//! crawlq binary: runs pipeline consumers and seeds the frontier.

use anyhow::Context;
use clap::{Parser, Subcommand, ValueEnum};
use std::sync::Arc;
use tokio::sync::watch;
use tracing::{info, warn};
use tracing_subscriber::EnvFilter;

use crawlq::config::PipelineConfig;
use crawlq::consumers::{
    run_consumer, DlxReentryConsumer, FrontierAggregator, ResultAggregator, WorkConsumer,
};
use crawlq::messaging::queues::FRONTIER_QUEUE;
use crawlq::messaging::{BrokerClient, FrontierMessage, PgmqBroker};
use crawlq::scrape::HtmlScraper;
use crawlq::store::PgStore;

#[derive(Parser)]
#[command(name = "crawlq", about = "Queue-driven distributed crawl pipeline", version)]
struct Cli {
    #[command(subcommand)]
    command: Command,
}

#[derive(Clone, Copy, Debug, PartialEq, Eq, ValueEnum)]
enum Component {
    All,
    Frontier,
    Dispatcher,
    Results,
    Dlx,
}

#[derive(Subcommand)]
enum Command {
    /// Run pipeline consumers until interrupted
    Run {
        /// Which consumers to run in this process
        #[arg(long, value_enum, default_value_t = Component::All)]
        component: Component,
        /// Store connection pool size
        #[arg(long, default_value_t = 10)]
        max_connections: u32,
    },
    /// Publish seed URLs to the frontier queue
    Seed {
        /// URLs to seed
        #[arg(required = true)]
        urls: Vec<String>,
    },
}

#[tokio::main]
async fn main() -> anyhow::Result<()> {
    tracing_subscriber::fmt()
        .with_env_filter(EnvFilter::try_from_default_env().unwrap_or_else(|_| EnvFilter::new("info")))
        .init();

    let cli = Cli::parse();
    let config = PipelineConfig::from_env().context("loading configuration")?;

    match cli.command {
        Command::Run {
            component,
            max_connections,
        } => run(config, component, max_connections).await,
        Command::Seed { urls } => seed(config, urls).await,
    }
}

async fn run(config: PipelineConfig, component: Component, max_connections: u32) -> anyhow::Result<()> {
    let store = Arc::new(
        PgStore::connect(&config.database_url, max_connections)
            .await
            .context("connecting store")?,
    );
    let broker = Arc::new(
        PgmqBroker::connect(&config.database_url)
            .await
            .context("connecting broker")?,
    );
    broker.ensure_topology().await.context("declaring queues")?;
    let scraper = Arc::new(HtmlScraper::new().context("building scraper")?);

    let (shutdown_tx, shutdown_rx) = watch::channel(false);
    let mut tasks = Vec::new();

    if matches!(component, Component::All | Component::Frontier) {
        let consumer =
            FrontierAggregator::new(Arc::clone(&store), Arc::clone(&broker), config.frontier);
        tasks.push(tokio::spawn(run_consumer(
            consumer,
            Arc::clone(&broker),
            config.consumer,
            shutdown_rx.clone(),
        )));
    }
    if matches!(component, Component::All | Component::Dispatcher) {
        let consumer = WorkConsumer::new(
            Arc::clone(&store),
            Arc::clone(&broker),
            Arc::clone(&scraper),
            config.retry,
        );
        tasks.push(tokio::spawn(run_consumer(
            consumer,
            Arc::clone(&broker),
            config.consumer,
            shutdown_rx.clone(),
        )));
    }
    if matches!(component, Component::All | Component::Results) {
        let consumer = ResultAggregator::new(Arc::clone(&store), config.results);
        tasks.push(tokio::spawn(run_consumer(
            consumer,
            Arc::clone(&broker),
            config.consumer,
            shutdown_rx.clone(),
        )));
    }
    if matches!(component, Component::All | Component::Dlx) {
        let consumer = DlxReentryConsumer::new(
            Arc::clone(&store),
            Arc::clone(&broker),
            Arc::clone(&scraper),
            config.retry,
        );
        tasks.push(tokio::spawn(run_consumer(
            consumer,
            Arc::clone(&broker),
            config.consumer,
            shutdown_rx.clone(),
        )));
    }

    info!(consumers = tasks.len(), "pipeline running; ctrl-c to stop");
    tokio::signal::ctrl_c().await.context("waiting for ctrl-c")?;
    info!("shutdown signal received, draining consumers");
    let _ = shutdown_tx.send(true);

    for task in tasks {
        if let Err(e) = task.await {
            warn!(error = %e, "consumer task panicked");
        }
    }

    info!("pipeline stopped");
    Ok(())
}

async fn seed(config: PipelineConfig, urls: Vec<String>) -> anyhow::Result<()> {
    let broker = PgmqBroker::connect(&config.database_url)
        .await
        .context("connecting broker")?;
    broker.ensure_topology().await.context("declaring queues")?;

    let count = urls.len();
    for url in urls {
        broker
            .publish(FRONTIER_QUEUE, &FrontierMessage::new(url.clone()))
            .await
            .with_context(|| format!("seeding {url}"))?;
        info!(url, "seed URL queued");
    }

    info!(count, "seeding complete");
    Ok(())
}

> _Exercise_
Lines from the entries that contain the string "PgStore" must be found and copied.

> _Answer for the task_
use crawlq::store::PgStore;
        PgStore::connect(&config.database_url, max_connections)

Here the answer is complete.